▸ Exercise objective: When a line below contains the word "GrayPerMegaBecquerel", copy that line.

▸ Provided material:
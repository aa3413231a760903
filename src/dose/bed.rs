//! Biological effective dose for a single, protracted irradiation
//!
//! Each voxel belongs to one tissue class: Liver if it lies in any liver
//! structure, otherwise Lung if it lies in any lung structure, otherwise
//! Default. With the repair time `Trep` and `α/β` of that class:
//!
//!   BED = D (1 + D Trep / (α/β (Trep + 1/λ)))

use ndarray::Zip;
use serde::Deserialize;

use crate::config::deserialize_uom;
use crate::error::Result;
use crate::types::{Frequency, Masks, Time, Volume};
use super::{union_of, DoseVolume};
use units::{hour, mean_life_from_half_life, s_};

/// Radiobiological parameters of one tissue class
#[derive(Deserialize, Debug, Clone, PartialEq)]
#[serde(deny_unknown_fields)]
pub struct TissueClass {
    /// Names of the structures whose voxels belong to this class
    #[serde(default)]
    pub structures: Vec<String>,
    /// mGy-equivalent
    pub alpha_beta: f64,
    #[serde(deserialize_with = "deserialize_uom")]
    pub repair_half_time: Time,
}

impl TissueClass {
    pub fn new(structures: &[&str], alpha_beta: f64, repair_half_time: Time) -> Self {
        let structures = structures.iter().map(|s| s.to_string()).collect();
        Self { structures, alpha_beta, repair_half_time }
    }

    /// Mean repair time `Trep = T½ / ln 2`, in seconds
    pub fn repair_time_s(&self) -> f64 {
        s_(mean_life_from_half_life(self.repair_half_time))
    }
}

#[derive(Deserialize, Debug, Clone, PartialEq)]
#[serde(deny_unknown_fields)]
pub struct TissueParameters {
    #[serde(default = "default_liver")]   pub liver  : TissueClass,
    #[serde(default = "default_lung")]    pub lung   : TissueClass,
    #[serde(default = "default_default")] pub default: TissueClass,
}

fn default_liver  () -> TissueClass { TissueClass::new(&["Liver"],            2_500.0, hour(1.5)) }
fn default_lung   () -> TissueClass { TissueClass::new(&["Lung_L", "Lung_R"], 3_000.0, hour(1.5)) }
fn default_default() -> TissueClass { TissueClass::new(&[],                  10_000.0, hour(1.5)) }

impl Default for TissueParameters {
    fn default() -> Self {
        Self { liver: default_liver(), lung: default_lung(), default: default_default() }
    }
}

/// `(Trep, α/β)` in seconds and mGy-equivalent
#[derive(Clone, Copy, Debug)]
struct Coefficients { trep: f64, alpha_beta: f64 }

impl From<&TissueClass> for Coefficients {
    fn from(class: &TissueClass) -> Self {
        Self { trep: class.repair_time_s(), alpha_beta: class.alpha_beta }
    }
}

pub struct BedCalculator<'t> {
    tissues: &'t TissueParameters,
    /// Decay constant, per second
    lambda: f64,
}

impl<'t> BedCalculator<'t> {
    pub fn new(tissues: &'t TissueParameters, decay_constant: Frequency) -> Self {
        Self { tissues, lambda: units::hz_(decay_constant) }
    }

    /// BED of a single voxel receiving mGy-equivalent `dose`
    fn bed(&self, dose: f64, Coefficients { trep, alpha_beta }: Coefficients) -> f64 {
        dose * (1.0 + dose * trep / (alpha_beta * (trep + 1.0 / self.lambda)))
    }

    /// BED volume, in the unit of `dose`
    pub fn compute(&self, dose: &DoseVolume, masks: &Masks) -> Result<DoseVolume> {
        let dim = dose.dim();
        let liver = union_of(masks, &self.tissues.liver.structures, dim)?;
        let lung  = union_of(masks, &self.tissues.lung .structures, dim)?;
        let [c_liver, c_lung, c_default] = [&self.tissues.liver, &self.tissues.lung, &self.tissues.default]
            .map(Coefficients::from);

        let normalized = dose.normalized();
        let mut bed = Volume::zeros(dim);
        Zip::from(&mut bed)
            .and(&normalized)
            .and(&liver)
            .and(&lung)
            .par_for_each(|b, &d, &in_liver, &in_lung| {
                let class = if in_liver { c_liver } else if in_lung { c_lung } else { c_default };
                *b = self.bed(d, class);
            });
        log::debug!("BED computed over {} voxels ({} liver, {} lung)",
                    bed.len(),
                    liver.iter().filter(|&&x| x).count(),
                    lung .iter().filter(|&&x| x).count());
        Ok(DoseVolume::from_normalized(bed, dose.unit.clone()))
    }
}


#[cfg(test)]
mod tests {
    use super::*;
    use crate::dose::DoseUnit;
    use crate::error::Error;
    use crate::nuclide::Registry;
    use crate::types::Mask;
    use float_eq::assert_float_eq;
    use rstest::{fixture, rstest};

    const DIM: [usize; 3] = [3, 1, 1];

    #[fixture]
    fn lambda() -> Frequency { Registry::default().resolve_str("177Lu").unwrap() }

    /// Voxel 0 in the liver, voxel 1 in both liver and left lung, voxel 2 in neither
    fn masks() -> Masks {
        let mut liver = Mask::from_elem(DIM, false);
        let mut lung  = Mask::from_elem(DIM, false);
        liver[[0, 0, 0]] = true;
        liver[[1, 0, 0]] = true;
        lung [[1, 0, 0]] = true;
        [("Liver".to_string(), liver), ("Lung_L".to_string(), lung)].into_iter().collect()
    }

    fn expected(d: f64, trep_h: f64, ab: f64, lambda: Frequency) -> f64 {
        let trep = trep_h * 3600.0 / std::f64::consts::LN_2;
        d * (1.0 + d * trep / (ab * (trep + 1.0 / units::hz_(lambda))))
    }

    #[rstest]
    fn tissue_precedence(lambda: Frequency) {
        let tissues = TissueParameters::default();
        let dose = DoseVolume::new(Volume::from_elem(DIM, 200.0), DoseUnit::Other("mGy".into()));
        let bed = BedCalculator::new(&tissues, lambda).compute(&dose, &masks()).unwrap();
        assert_eq!(bed.unit, dose.unit);
        assert_float_eq!(bed.data[[0, 0, 0]], expected(200.0, 1.5,  2_500.0, lambda), rmax <= 1e-12);
        assert_float_eq!(bed.data[[1, 0, 0]], expected(200.0, 1.5,  2_500.0, lambda), rmax <= 1e-12);
        assert_float_eq!(bed.data[[2, 0, 0]], expected(200.0, 1.5, 10_000.0, lambda), rmax <= 1e-12);
    }

    #[rstest]
    fn lung_when_not_liver(lambda: Frequency) {
        let tissues = TissueParameters::default();
        let mut masks = masks();
        masks.remove("Liver");
        let dose = DoseVolume::new(Volume::from_elem(DIM, 50.0), DoseUnit::Other("mGy".into()));
        let bed = BedCalculator::new(&tissues, lambda).compute(&dose, &masks).unwrap();
        assert_float_eq!(bed.data[[1, 0, 0]], expected(50.0, 1.5, 3_000.0, lambda), rmax <= 1e-12);
    }

    #[rstest]
    fn zero_dose_gives_zero_bed(lambda: Frequency) {
        let tissues = TissueParameters::default();
        let dose = DoseVolume::new(Volume::zeros(DIM), DoseUnit::GrayPerMegaBecquerel);
        let bed = BedCalculator::new(&tissues, lambda).compute(&dose, &masks()).unwrap();
        assert!(bed.data.iter().all(|&b| b == 0.0));
    }

    #[rstest]
    fn unit_normalization_round_trip(lambda: Frequency) {
        let tissues = TissueParameters::default();
        let calc = BedCalculator::new(&tissues, lambda);
        let data = Volume::from_shape_vec(DIM, vec![0.3, 1.2, 4.5]).unwrap();
        let in_gy_per_mci = DoseVolume::new(data.clone(), DoseUnit::GrayPerMilliCurie);
        let in_mgy        = DoseVolume::new(&data * (1000.0 / 37.0), DoseUnit::Other("mGy".into()));
        let via_unit = calc.compute(&in_gy_per_mci, &masks()).unwrap();
        let direct   = calc.compute(&in_mgy       , &masks()).unwrap();
        for (a, b) in via_unit.data.iter().zip(direct.data.iter()) {
            assert_float_eq!(*a, b / (1000.0 / 37.0), rmax <= 1e-12);
        }
    }

    #[rstest]
    fn mismatched_mask_is_rejected(lambda: Frequency) {
        let tissues = TissueParameters::default();
        let dose = DoseVolume::new(Volume::zeros([4, 1, 1]), DoseUnit::GrayPerMegaBecquerel);
        let result = BedCalculator::new(&tissues, lambda).compute(&dose, &masks());
        assert!(matches!(result, Err(Error::ShapeMismatch { .. })));
    }

    #[test]
    fn repair_time() {
        let class = default_liver();
        assert_float_eq!(class.repair_time_s(), 5400.0 / std::f64::consts::LN_2, rmax <= 1e-12);
    }
}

▸ Task output:
        let dose = DoseVolume::new(Volume::zeros(DIM), DoseUnit::GrayPerMegaBecquerel);
        let dose = DoseVolume::new(Volume::zeros([4, 1, 1]), DoseUnit::GrayPerMegaBecquerel);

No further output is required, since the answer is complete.